Limited antigen-specific reaction profiles of antibodies are performed on the basis of serum analyses. Thus, the blood serum can be examined for reactivity against about 600 different allergens. However, this method does not provide any information about non-secreting B cells which are inhibited from secreting antibodies by suppressive influences. Thus, not all potentially reactive cells are covered, and it is not possible with this method to determine the presence of a predisposition for immune diseases.
Further, it is possible to determine the antigen-specific reaction profile directly at the patient, in vivo, by skin prick, intracutaneous and challenge tests. These methods have drawbacks in that they put a load on the patient and can be applied only to a limited extent with highly allergic subjects.
Antigen-specific V gene profiles based on single cell analyses have also been described [3, 4]. These approaches are suitable for a representative portrayal of the antigen-specific V gene repertoire, but have not been used for a comprehensive isotype-specific analysis of the V gene repertoires in this form.
Recently, also in the mouse model system, B cells which are undergoing the affinity maturation process (somatic hypermutation) could be successfully isolated.
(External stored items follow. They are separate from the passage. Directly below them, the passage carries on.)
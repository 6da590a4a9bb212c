/*!
 * Masking engine: matcher and placeholder cache built from one glossary.
 */

use anyhow::Result;
use log::info;

use super::matcher::TermMatcher;
use super::placeholder::PlaceholderCache;
use crate::glossary::Glossary;

/// Immutable masking state for one glossary.
///
/// Placeholders produced by one engine are only meaningful to an engine built
/// from the same glossary; `rebuild` bumps `generation` so callers can tell
/// that earlier masked text is stale.
#[derive(Debug, Clone)]
pub struct MaskingEngine {
    matcher: TermMatcher,
    cache: PlaceholderCache,
    generation: u64,
}

impl MaskingEngine {
    /// Build the engine from a glossary
    pub fn build(glossary: &Glossary) -> Result<Self> {
        let matcher = TermMatcher::build(glossary.terms())?;
        let cache = PlaceholderCache::from_terms(glossary.terms());

        info!(
            "Masking engine ready: {} terms in {} categories",
            matcher.term_count(),
            glossary.categories().len()
        );

        Ok(Self {
            matcher,
            cache,
            generation: 0,
        })
    }

    /// Engine that leaves all text unchanged
    pub fn empty() -> Self {
        Self {
            matcher: TermMatcher::empty(),
            cache: PlaceholderCache::default(),
            generation: 0,
        }
    }

    /// Discard the current state and rebuild from `glossary`
    pub fn rebuild(&mut self, glossary: &Glossary) -> Result<()> {
        let fresh = Self::build(glossary)?;
        self.matcher = fresh.matcher;
        self.cache = fresh.cache;
        self.generation += 1;
        Ok(())
    }

    /// Replace glossary terms with placeholders
    pub fn mask(&self, text: &str) -> String {
        self.matcher.mask(text)
    }

    /// Replace placeholders with glossary terms
    pub fn unmask(&self, text: &str) -> String {
        self.cache.unmask(text)
    }

    pub fn term_count(&self) -> usize {
        self.matcher.term_count()
    }

    pub fn generation(&self) -> u64 {
        self.generation
    }
}
//! WiFi Direct session types.

pub mod flags;
pub mod states;
pub mod wfd;
pub mod wps;

pub use flags::*;
pub use states::*;
pub use wfd::*;
pub use wps::*;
A protocol was developed which enabled the subsequent isolation of B cells by means of FACS. From the hapten- or allergen-specific cells, RNA was isolated and subsequently subjected to reverse transcription into cDNA. Subsequently, allergen/hapten-specific heavy chains of immunoglobulins could be isolated from the cDNA by means of RT-PCR. The sequences were then subjected to an intensive computer analysis. The following results were achieved:                Without any doubt, the IgE response is able to “mature”.        The somatic diversity is different from isotype to isotype.        The antigen receptor is necessary for the selection of high affinity antibodies.        The antigen receptor has no function for the regulation of the somatic mutation process.        The shorter the CDR3 region, the higher the affinity of the antibodies for the hapten.        IgE does not form any “long lived” plasma cells.        The IgE response has a short life.        The cytoplasmic “tail” seems to be a suitable target for allergy therapy.        
The results of this partial project have been published in the “European Journal of Immunology” [5].
Thus, due to the enormous variability of the antibody repertoire, it has been problematic or impossible to determine a comprehensive antigen-specific reaction profile of an organism. In particular, there has been no low risk method that puts a low load on the patient for evaluating their allergic (antigen-specific) reaction profile. Surprisingly, the present invention offers a solution to this problem. The subject matter of the invention of the present application allows the antigen-specific reaction profile of an organism to be determined on a genetic level. Surprisingly, it is possible in this way to cover all B-cell-mediated antigen-specific reactions, especially including those in which the secretion activity of the B cells is inhibited by suppressive influences.